Two days after all this happened, the Just For Today reading reminded me of my powerlessness. If I’m powerless over my own disease, I’m certainly powerless over someone else’s disease.

“There is only one requirement for membership, the desire to stop using.”
Basic Text, p. 9
We all know people who could benefit from Narcotics Anonymous. Many people we encounter from all walks of life—our family members, old friends, and coworkers—could really use a program of recovery in their lives. Sadly, those who need us don’t always find their way to our rooms.

NA is a program of attraction, not promotion. We are only members when we say we are. We can bring our friends and loved ones to a meeting if they are willing, but we cannot force them to embrace the way of life that has given us freedom from active addiction.

Membership in Narcotics Anonymous is a highly personal decision. The choice to become a member is made in the heart of each individual addict. In the long run, coerced meeting attendance doesn’t keep too many addicts in our rooms. Only addicts who are still suffering, if given the opportunity, can decide if they are powerless over their addiction. We can carry the message, but we can’t carry the addict.
Just for today: I am grateful for my decision to become a member of Narcotics Anonymous.

So, it took me a few days to finish writing and as you can possibly see, I struggled with whether I wanted to share this blog, as it may or may not be my story to tell. But, I have to remember, that MY story is always mine to tell. And this is my story about my experience. An experience not just with any another person, or some random addict, but a friend that has greatly affected my life.

I’m sad for the beautiful life I know she’s capable of living, the life she deserves to have but doesn’t see for herself. She won’t respond to my texts anymore. She told her sponsor that she put me on “phantom mode” so that she doesn’t even see my calls and texts. But, that doesn’t mean I’m going to stop trying. I’ll keep letting her know I care. Hopefully if and when she takes me off phantom mode, the love will all come rushing at her. I hope she’ll remember that no matter what, she can come to me for help, that I won’t judge, and I’ll show up for her in whatever way she needs. I hope she’ll realize that her actions affect those around her, that she leaves a bigger imprint on our hearts than she’s able to see right now. So many people have invested in her and want to see her flourish, but we can’t do more than she’s willing to do. As a recovering addict, it’s my job to continue to fight the disease and to give away hope. We can carry the message, but we can’t carry the addict.

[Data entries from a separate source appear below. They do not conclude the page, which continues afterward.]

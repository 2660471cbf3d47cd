//! Configuration management for Insight.
//!
//! Provides TOML-based configuration with XDG-compliant paths and
//! environment variable overrides. Credentials are never read from or
//! written to the TOML file; they only come from the environment.

use crate::error::{ConfigError, ConfigResult};
use directories::ProjectDirs;
use serde::{Deserialize, Serialize};
use std::fmt;
use std::fs;
use std::path::{Path, PathBuf};
use std::str::FromStr;
use std::time::Duration;
use zeroize::Zeroizing;

/// Main application configuration.
///
/// This is loaded from `~/.config/insight/config.toml` (or platform equivalent).
/// If the file doesn't exist, default values are used.
#[derive(Debug, Clone, Default, Serialize, Deserialize)]
#[serde(default)]
pub struct AppConfig {
    /// Breach-disclosure lookup settings
    pub breach: BreachConfig,
    /// Membership directory settings
    pub directory: DirectoryConfig,
    /// Profile scraping settings
    pub scrape: ScrapeConfig,
    /// Report assembly settings
    pub report: ReportConfig,
}

impl AppConfig {
    /// Load configuration from the default path, falling back to defaults if not found.
    ///
    /// # Errors
    /// Returns error if:
    /// - Config directory cannot be determined
    /// - File exists but cannot be read
    /// - File contents are not valid TOML
    pub fn load() -> ConfigResult<Self> {
        let config_path = Self::config_path()?;

        if config_path.exists() {
            Self::load_from(&config_path)
        } else {
            tracing::debug!("Config file not found, using defaults");
            Ok(Self::default())
        }
    }

    /// Load configuration from an explicit file path.
    ///
    /// Unlike [`AppConfig::load`], a missing file is an error here.
    pub fn load_from(path: &Path) -> ConfigResult<Self> {
        if !path.exists() {
            return Err(ConfigError::NotFound {
                path: path.display().to_string(),
            });
        }
        tracing::debug!("Loading config from {}", path.display());
        let contents = fs::read_to_string(path)?;
        let config: Self = toml::from_str(&contents)?;
        config.validate()?;
        Ok(config)
    }

    /// Load configuration with environment variable overrides.
    ///
    /// Supports the following environment variables:
    /// - `HIBP_API_KEY`: breach lookup credential
    /// - `WHOP_API_KEY`: directory lookup credential
    /// - `INSIGHT_HIBP_URL`: breach API base URL
    /// - `INSIGHT_WHOP_URL`: directory API base URL
    /// - `INSIGHT_GITHUB_URL`: profile scrape base URL
    /// - `INSIGHT_FALLBACK_POLICY`: `synthetic` or `strict`
    pub fn load_with_env(path: Option<&Path>) -> ConfigResult<Self> {
        let mut config = match path {
            Some(path) => Self::load_from(path)?,
            None => Self::load()?,
        };
        config.apply_overrides(|key| std::env::var(key).ok())?;
        config.validate()?;
        Ok(config)
    }

    /// Apply overrides from a key lookup (normally the process environment).
    ///
    /// Empty values are ignored.
    pub fn apply_overrides<F>(&mut self, lookup: F) -> ConfigResult<()>
    where
        F: Fn(&str) -> Option<String>,
    {
        let get = |key: &str| lookup(key).filter(|v| !v.trim().is_empty());

        if let Some(key) = get("HIBP_API_KEY") {
            self.breach.api_key = Some(ApiKey::new(key));
            tracing::debug!("Breach API key loaded from env");
        }

        if let Some(key) = get("WHOP_API_KEY") {
            self.directory.api_key = Some(ApiKey::new(key));
            tracing::debug!("Directory API key loaded from env");
        }

        if let Some(url) = get("INSIGHT_HIBP_URL") {
            tracing::debug!("Override breach.base_url from env: {}", url);
            self.breach.base_url = url;
        }

        if let Some(url) = get("INSIGHT_WHOP_URL") {
            tracing::debug!("Override directory.base_url from env: {}", url);
            self.directory.base_url = url;
        }

        if let Some(url) = get("INSIGHT_GITHUB_URL") {
            tracing::debug!("Override scrape.base_url from env: {}", url);
            self.scrape.base_url = url;
        }

        if let Some(policy) = get("INSIGHT_FALLBACK_POLICY") {
            self.report.fallback_policy = policy.parse()?;
            tracing::debug!(
                "Override report.fallback_policy from env: {:?}",
                self.report.fallback_policy
            );
        }

        Ok(())
    }

    /// Check values that serde cannot constrain.
    pub fn validate(&self) -> ConfigResult<()> {
        let timeouts = [
            ("breach.timeout_secs", self.breach.timeout_secs),
            ("directory.timeout_secs", self.directory.timeout_secs),
            ("scrape.timeout_secs", self.scrape.timeout_secs),
            ("scrape.website_timeout_secs", self.scrape.website_timeout_secs),
        ];
        for (field, secs) in timeouts {
            if secs == 0 {
                return Err(ConfigError::InvalidValue {
                    field: field.to_string(),
                    reason: "must be greater than zero".to_string(),
                });
            }
        }

        let urls = [
            ("breach.base_url", &self.breach.base_url),
            ("directory.base_url", &self.directory.base_url),
            ("scrape.base_url", &self.scrape.base_url),
        ];
        for (field, url) in urls {
            if url::Url::parse(url).is_err() {
                return Err(ConfigError::InvalidValue {
                    field: field.to_string(),
                    reason: format!("'{url}' is not a valid URL"),
                });
            }
        }

        Ok(())
    }

    /// Get the path to the configuration file.
    ///
    /// Uses XDG base directories: `~/.config/insight/config.toml`
    pub fn config_path() -> ConfigResult<PathBuf> {
        let dirs =
            ProjectDirs::from("com", "insight", "insight").ok_or(ConfigError::NoConfigDir)?;
        Ok(dirs.config_dir().join("config.toml"))
    }
}

/// An API credential held in zeroizing memory.
///
/// `Debug` output is redacted.
#[derive(Clone)]
pub struct ApiKey(Zeroizing<String>);

impl ApiKey {
    /// Wrap a raw credential.
    #[must_use]
    pub fn new(key: impl Into<String>) -> Self {
        Self(Zeroizing::new(key.into()))
    }

    /// Borrow the raw credential for use in a request header.
    #[must_use]
    pub fn expose(&self) -> &str {
        self.0.as_str()
    }
}

impl fmt::Debug for ApiKey {
    fn fmt(&self, f: &mut fmt::Formatter<'_>) -> fmt::Result {
        f.write_str("ApiKey(***)")
    }
}

/// Breach-disclosure lookup settings.
#[derive(Debug, Clone, Serialize, Deserialize)]
#[serde(default)]
pub struct BreachConfig {
    /// API credential (environment only)
    #[serde(skip)]
    pub api_key: Option<ApiKey>,
    /// API base URL
    pub base_url: String,
    /// User agent sent with every request
    pub user_agent: String,
    /// Request timeout in seconds
    pub timeout_secs: u64,
}

impl BreachConfig {
    /// Request timeout as a `Duration`.
    #[must_use]
    pub fn timeout(&self) -> Duration {
        Duration::from_secs(self.timeout_secs)
    }
}

impl Default for BreachConfig {
    fn default() -> Self {
        Self {
            api_key: None,
            base_url: "https://haveibeenpwned.com/api/v3".to_string(),
            user_agent: "Insight-Identity-Check".to_string(),
            timeout_secs: 15,
        }
    }
}

/// Membership directory settings.
#[derive(Debug, Clone, Serialize, Deserialize)]
#[serde(default)]
pub struct DirectoryConfig {
    /// API credential (environment only)
    #[serde(skip)]
    pub api_key: Option<ApiKey>,
    /// API base URL
    pub base_url: String,
    /// Request timeout in seconds
    pub timeout_secs: u64,
}

impl DirectoryConfig {
    /// Request timeout as a `Duration`.
    #[must_use]
    pub fn timeout(&self) -> Duration {
        Duration::from_secs(self.timeout_secs)
    }
}

impl Default for DirectoryConfig {
    fn default() -> Self {
        Self {
            api_key: None,
            base_url: "https://api.whop.com/api/v1".to_string(),
            timeout_secs: 10,
        }
    }
}

/// Profile scraping settings.
#[derive(Debug, Clone, Serialize, Deserialize)]
#[serde(default)]
pub struct ScrapeConfig {
    /// Profile site base URL
    pub base_url: String,
    /// Timeout for the whole profile scrape in seconds
    pub timeout_secs: u64,
    /// Timeout for the linked personal website fetch in seconds
    pub website_timeout_secs: u64,
    /// Whether to follow a linked personal website for more accounts
    pub follow_websites: bool,
}

impl ScrapeConfig {
    /// Whole-scrape timeout as a `Duration`.
    #[must_use]
    pub fn timeout(&self) -> Duration {
        Duration::from_secs(self.timeout_secs)
    }

    /// Website deep-scrape timeout as a `Duration`.
    #[must_use]
    pub fn website_timeout(&self) -> Duration {
        Duration::from_secs(self.website_timeout_secs)
    }
}

impl Default for ScrapeConfig {
    fn default() -> Self {
        Self {
            base_url: "https://github.com".to_string(),
            timeout_secs: 25,
            website_timeout_secs: 10,
            follow_websites: true,
        }
    }
}

/// What to do when no source produced real evidence.
#[derive(Debug, Clone, Copy, Default, PartialEq, Eq, Serialize, Deserialize)]
#[serde(rename_all = "snake_case")]
pub enum FallbackPolicy {
    /// Produce a report from deterministic placeholder data.
    #[default]
    Synthetic,
    /// Fail the request with a "no results" message.
    Strict,
}

impl FromStr for FallbackPolicy {
    type Err = ConfigError;

    fn from_str(s: &str) -> Result<Self, Self::Err> {
        match s.trim().to_ascii_lowercase().as_str() {
            "synthetic" => Ok(Self::Synthetic),
            "strict" => Ok(Self::Strict),
            other => Err(ConfigError::InvalidValue {
                field: "report.fallback_policy".to_string(),
                reason: format!("expected 'synthetic' or 'strict', got '{other}'"),
            }),
        }
    }
}

/// Report assembly settings.
#[derive(Debug, Clone, Default, Serialize, Deserialize)]
#[serde(default)]
pub struct ReportConfig {
    /// No-evidence behaviour
    pub fallback_policy: FallbackPolicy,
}

#[cfg(test)]
mod tests {
    use super::*;
    use std::collections::HashMap;
    use tempfile::TempDir;

    #[test]
    fn test_default_config() {
        let config = AppConfig::default();
        assert!(config.breach.api_key.is_none());
        assert!(config.directory.api_key.is_none());
        assert_eq!(config.breach.timeout_secs, 15);
        assert_eq!(config.scrape.website_timeout_secs, 10);
        assert!(config.scrape.follow_websites);
        assert_eq!(config.report.fallback_policy, FallbackPolicy::Synthetic);
        config.validate().expect("defaults are valid");
    }

    #[test]
    fn test_config_serialization_omits_credentials() {
        let mut config = AppConfig::default();
        config.breach.api_key = Some(ApiKey::new("super-secret"));

        let toml_str = toml::to_string_pretty(&config).expect("serialize config");
        assert!(toml_str.contains("[breach]"));
        assert!(toml_str.contains("[scrape]"));
        assert!(!toml_str.contains("super-secret"));

        let parsed: AppConfig = toml::from_str(&toml_str).expect("parse serialized config");
        assert!(parsed.breach.api_key.is_none());
        assert_eq!(parsed.breach.base_url, config.breach.base_url);
    }

    #[test]
    fn test_api_key_debug_is_redacted() {
        let key = ApiKey::new("super-secret");
        assert_eq!(format!("{key:?}"), "ApiKey(***)");
        assert_eq!(key.expose(), "super-secret");
    }

    #[test]
    fn test_config_written_then_loaded() {
        let tmp = TempDir::new().expect("create temp dir");
        let config_path = tmp.path().join("config.toml");

        let mut config = AppConfig::default();
        config.scrape.follow_websites = false;
        config.report.fallback_policy = FallbackPolicy::Strict;
        let contents = toml::to_string_pretty(&config).expect("serialize config");
        fs::write(&config_path, contents).expect("write config");

        let loaded = AppConfig::load_from(&config_path).expect("load config");
        assert!(!loaded.scrape.follow_websites);
        assert_eq!(loaded.report.fallback_policy, FallbackPolicy::Strict);
    }

    #[test]
    fn test_load_from_missing_file() {
        let tmp = TempDir::new().expect("create temp dir");
        let err = AppConfig::load_from(&tmp.path().join("absent.toml")).unwrap_err();
        assert!(matches!(err, ConfigError::NotFound { .. }));
    }

    #[test]
    fn test_load_rejects_zero_timeout() {
        let tmp = TempDir::new().expect("create temp dir");
        let config_path = tmp.path().join("config.toml");
        fs::write(&config_path, "[directory]\ntimeout_secs = 0\n").expect("write config");

        let err = AppConfig::load_from(&config_path).unwrap_err();
        assert!(err.to_string().contains("directory.timeout_secs"));
    }

    #[test]
    fn test_env_overrides() {
        let env: HashMap<&str, &str> = [
            ("HIBP_API_KEY", "hibp-key"),
            ("WHOP_API_KEY", ""),
            ("INSIGHT_GITHUB_URL", "http://127.0.0.1:9000"),
            ("INSIGHT_FALLBACK_POLICY", "strict"),
        ]
        .into_iter()
        .collect();

        let mut config = AppConfig::default();
        config
            .apply_overrides(|key| env.get(key).map(|v| (*v).to_string()))
            .expect("apply overrides");

        assert_eq!(
            config.breach.api_key.as_ref().map(ApiKey::expose),
            Some("hibp-key")
        );
        assert!(config.directory.api_key.is_none(), "empty values are ignored");
        assert_eq!(config.scrape.base_url, "http://127.0.0.1:9000");
        assert_eq!(config.report.fallback_policy, FallbackPolicy::Strict);
    }

    #[test]
    fn test_env_override_bad_policy() {
        let mut config = AppConfig::default();
        let result = config.apply_overrides(|key| {
            (key == "INSIGHT_FALLBACK_POLICY").then(|| "sometimes".to_string())
        });
        assert!(result.is_err());
    }

    #[test]
    fn test_partial_config() {
        let toml_str = r#"
[breach]
timeout_secs = 5

[report]
fallback_policy = "strict"
"#;

        let config: AppConfig = toml::from_str(toml_str).expect("parse partial config");
        assert_eq!(config.breach.timeout_secs, 5);
        assert_eq!(config.report.fallback_policy, FallbackPolicy::Strict);
        // These should be defaults
        assert_eq!(config.directory.timeout_secs, 10);
        assert_eq!(config.scrape.base_url, "https://github.com");
    }
}
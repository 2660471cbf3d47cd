//! Insight command-line shell
//!
//! This is the thin shell that parses arguments, loads configuration and
//! prints reports. Core business logic lives in the `crates/` directory.
//!
//! ## Commands
//!
//! | Command | Description |
//! |---------|-------------|
//! | `insight check <QUERY>` | Build an identity risk report |
//! | `insight config show` | Print the effective configuration |
//! | `insight config path` | Print the default config file location |

mod commands;
mod output;

pub use commands::{Cli, Command, ConfigAction, OutputFormat};
pub use output::render_report;

use anyhow::Result;
use std::process::ExitCode;
use tracing::info;

/// Default filter when neither `--log-level` nor `RUST_LOG` is set.
const DEFAULT_FILTER: &str = "info,insight=debug";

/// Initialize tracing subscriber for logging.
///
/// Logs go to stderr so JSON on stdout stays machine-readable.
pub fn init_tracing(level: Option<&str>) {
    use tracing_subscriber::{fmt, prelude::*, EnvFilter};

    let filter = match level {
        Some(level) => EnvFilter::new(level),
        None => {
            EnvFilter::try_from_default_env().unwrap_or_else(|_| EnvFilter::new(DEFAULT_FILTER))
        }
    };

    tracing_subscriber::registry()
        .with(fmt::layer().with_target(true).with_writer(std::io::stderr))
        .with(filter)
        .init();
}

/// Run a parsed command line.
pub async fn run(cli: Cli) -> Result<ExitCode> {
    init_tracing(cli.log_level.as_deref());

    info!("Starting Insight v{}", env!("CARGO_PKG_VERSION"));

    match cli.command {
        Command::Check {
            query,
            scope,
            mode,
            format,
        } => commands::check(cli.config.as_deref(), query, scope, mode, format).await,
        Command::Config { action } => commands::config(cli.config.as_deref(), &action),
    }
}
//! Error types for the source collaborators.

use thiserror::Error;

/// Errors that can occur while querying an external source.
#[derive(Error, Debug)]
pub enum SourceError {
    /// No credential configured for a source that requires one
    #[error("no credentials configured for {source_name}")]
    MissingCredentials {
        /// Source identifier
        source_name: String,
    },

    /// The source explicitly refused access for the requested scope
    #[error("permission denied by {source_name}: {message}")]
    PermissionDenied {
        /// Source identifier
        source_name: String,
        /// Message reported by the source
        message: String,
    },

    /// API error with status code
    #[error("API error ({source_name}): status {status}, {message}")]
    ApiError {
        /// Source identifier
        source_name: String,
        /// HTTP status code
        status: u16,
        /// Error message
        message: String,
    },

    /// Response parsing error
    #[error("failed to parse response from {source_name}: {message}")]
    ParseError {
        /// Source identifier
        source_name: String,
        /// Error message
        message: String,
    },

    /// Network error
    #[error("network error: {0}")]
    Network(#[from] reqwest::Error),

    /// Timeout error
    #[error("{source_name} timed out after {seconds}s")]
    Timeout {
        /// Source identifier
        source_name: String,
        /// Timeout duration in seconds
        seconds: u64,
    },

    /// Internal error
    #[error("internal error: {0}")]
    Internal(String),
}

impl SourceError {
    /// The permission-denied message, if this is a permission error.
    #[must_use]
    pub fn permission_message(&self) -> Option<&str> {
        match self {
            Self::PermissionDenied { message, .. } => Some(message),
            _ => None,
        }
    }
}

/// Result type alias for source operations.
pub type Result<T> = std::result::Result<T, SourceError>;
//! Plain-text report rendering.

use insight_scanner::IdentityReport;
use std::fmt::Write;

/// Render a report as a terminal-friendly summary.
#[must_use]
pub fn render_report(report: &IdentityReport) -> String {
    let mut out = String::new();
    // writing into a String cannot fail
    let _ = write_report(&mut out, report);
    out
}

fn write_report(out: &mut String, report: &IdentityReport) -> std::fmt::Result {
    let identity = &report.identity;

    writeln!(out, "Identity report for {}", report.query)?;
    writeln!(out, "  Report ID:   {}", report.id)?;
    writeln!(out, "  Generated:   {}", report.timestamp)?;
    writeln!(out, "  Risk score:  {}/99", report.risk_score)?;
    writeln!(out)?;

    writeln!(out, "Identity")?;
    writeln!(out, "  Name:        {}", identity.full_name)?;
    writeln!(out, "  Age range:   {}", identity.age_range)?;
    writeln!(out, "  Location:    {}", identity.location)?;
    writeln!(out, "  Job title:   {}", identity.job_title)?;
    writeln!(out, "  Avatar:      {}", identity.avatar)?;
    writeln!(out)?;

    writeln!(out, "Social profiles")?;
    for profile in &report.social {
        let mark = if profile.exists { "x" } else { " " };
        writeln!(
            out,
            "  [{mark}] {:<10} {:<20} {}",
            profile.platform, profile.username, profile.url
        )?;
    }
    writeln!(out)?;

    writeln!(out, "Breaches ({})", report.breaches.len())?;
    for breach in &report.breaches {
        writeln!(out, "  - {} ({}): {}", breach.name, breach.date, breach.description)?;
    }
    writeln!(out)?;

    writeln!(out, "Flags")?;
    for flag in &report.flags {
        writeln!(out, "  [{}] {}: {}", flag.severity, flag.category, flag.description)?;
    }

    Ok(())
}

#[cfg(test)]
mod tests {
    use super::*;
    use insight_core::{RequestId, Timestamp};
    use insight_scanner::{Flag, IdentitySummary, ReportStatus, Severity, SocialProfile};

    #[test]
    fn test_render_report() {
        let report = IdentityReport {
            id: RequestId::generate(),
            query: "octocat".to_string(),
            timestamp: Timestamp::now(),
            status: ReportStatus::Complete,
            risk_score: 10,
            identity: IdentitySummary {
                full_name: "The Octocat".to_string(),
                age_range: "Unknown".to_string(),
                location: "San Francisco".to_string(),
                job_title: "@github".to_string(),
                avatar: "https://avatars.example.com/u/1".to_string(),
            },
            social: vec![
                SocialProfile::new("GitHub", "octocat", "https://github.com/octocat", true),
                SocialProfile::new("LinkedIn", "Check manually", "#", false),
            ],
            breaches: vec![],
            flags: vec![Flag::new(Severity::Low, "Info", "Clean breach history.")],
        };

        let text = render_report(&report);
        assert!(text.starts_with("Identity report for octocat\n"));
        assert!(text.contains("Risk score:  10/99"));
        assert!(text.contains("[x] GitHub"));
        assert!(text.contains("[ ] LinkedIn"));
        assert!(text.contains("Breaches (0)"));
        assert!(text.contains("[low] Info: Clean breach history."));
    }
}
//! Insight Core - Foundation crate for the Insight identity risk checker.
//!
//! This crate provides shared types, error handling and configuration
//! management that the other Insight crates depend on.
//!
//! # Modules
//!
//! - [`error`] - Central error types using thiserror
//! - [`config`] - TOML-based configuration with XDG paths and env overrides
//! - [`types`] - Request newtypes and enums (`Query`, `SearchMode`, `ScopeId`, `Timestamp`)
//!
//! # Example
//!
//! ```rust
//! use insight_core::{AppConfig, Query, ScopeId, SearchMode};
//!
//! # fn main() -> Result<(), Box<dyn std::error::Error>> {
//! let config = AppConfig::default();
//! assert!(config.breach.api_key.is_none());
//!
//! let query = Query::new("octocat")?
//!     .with_scope(ScopeId::new("biz_example")?)
//!     .with_mode(SearchMode::Auto);
//! assert!(!query.is_email_shaped());
//! # Ok(())
//! # }
//! ```

#![warn(missing_docs)]
#![warn(clippy::all)]
#![warn(clippy::pedantic)]
#![allow(clippy::module_name_repetitions)]
#![allow(clippy::missing_errors_doc)]
#![allow(clippy::missing_panics_doc)]

pub mod config;
pub mod error;
pub mod types;

// Re-export commonly used types
pub use config::{
    ApiKey, AppConfig, BreachConfig, DirectoryConfig, FallbackPolicy, ReportConfig, ScrapeConfig,
};
pub use error::{ConfigError, ConfigResult, InsightError};
pub use types::{
    is_email_shaped, local_part, Query, RequestId, ScopeId, SearchMode, Timestamp,
    MEMBER_ID_PREFIX,
};
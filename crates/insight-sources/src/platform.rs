//! Social platform detection from profile links.

use url::Url;

/// Known platforms, keyed by registrable domain.
const PLATFORM_DOMAINS: &[(&str, &str)] = &[
    ("twitter.com", "Twitter"),
    ("x.com", "Twitter"),
    ("linkedin.com", "LinkedIn"),
    ("instagram.com", "Instagram"),
    ("facebook.com", "Facebook"),
    ("youtube.com", "YouTube"),
    ("medium.com", "Medium"),
    ("dev.to", "Dev.to"),
    ("twitch.tv", "Twitch"),
    ("discord.gg", "Discord"),
    ("bsky.app", "Bluesky"),
];

/// Hosts that show up in profile links but are never a personal website.
const IGNORED_HOSTS: &[&str] = &["github.com", "opensource.org", "shields.io"];

fn host_matches(host: &str, domain: &str) -> bool {
    host == domain
        || host
            .strip_suffix(domain)
            .is_some_and(|prefix| prefix.ends_with('.'))
}

fn host_of(link: &str) -> Option<String> {
    Url::parse(link)
        .ok()?
        .host_str()
        .map(str::to_ascii_lowercase)
}

/// Identify the social platform a link points to.
#[must_use]
pub fn detect_platform(link: &str) -> Option<&'static str> {
    let host = host_of(link)?;
    PLATFORM_DOMAINS
        .iter()
        .find(|(domain, _)| host_matches(&host, domain))
        .map(|(_, name)| *name)
}

/// Last non-empty path segment of a link, used as the platform username.
#[must_use]
pub fn extract_username(link: &str) -> String {
    Url::parse(link)
        .ok()
        .and_then(|url| {
            url.path_segments()
                .and_then(|mut segments| segments.rfind(|s| !s.is_empty()).map(str::to_string))
        })
        .unwrap_or_default()
}

/// Host name of a link, used as the username of a website account.
#[must_use]
pub fn website_label(link: &str) -> String {
    host_of(link).unwrap_or_else(|| link.to_string())
}

/// Whether an external link could be a personal website.
#[must_use]
pub fn is_candidate_website(link: &str) -> bool {
    if !(link.starts_with("http://") || link.starts_with("https://")) {
        return false;
    }
    match host_of(link) {
        Some(host) => !IGNORED_HOSTS.iter().any(|d| host_matches(&host, d)),
        None => false,
    }
}
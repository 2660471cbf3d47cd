use clap::Parser;
use insight_cli::Cli;
use std::process::ExitCode;

#[tokio::main]
async fn main() -> anyhow::Result<ExitCode> {
    insight_cli::run(Cli::parse()).await
}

4 thoughts on “We can carry the message, but we can’t carry the addict.

Add yours

  1. I have just spent the last hour reading through some of your blogs and you are a wonderful writer. This hit home to me because in November I lost a friend to drug overdose. It’s really hard and I wish I could go back in time and change things but everything happens for a reason. Thank you for sharing your Heart!


  2. As always your posts leave me speechless and full of emotion. I know you know, but I hope you REALLY know that deep down she loves you, but your love for her is scary because it’s real. Don’t give up but make sure you’re looking out for you too, I’m heartbroken you had to experience this, please know you can reach out if you need anything.


  3. Such a powerful and beautiful story, from a child of an a lcoholic father and bi-polar mother who skipped meds several times. Love is always there but you hate the disease. Keep loving and showing and accepting love.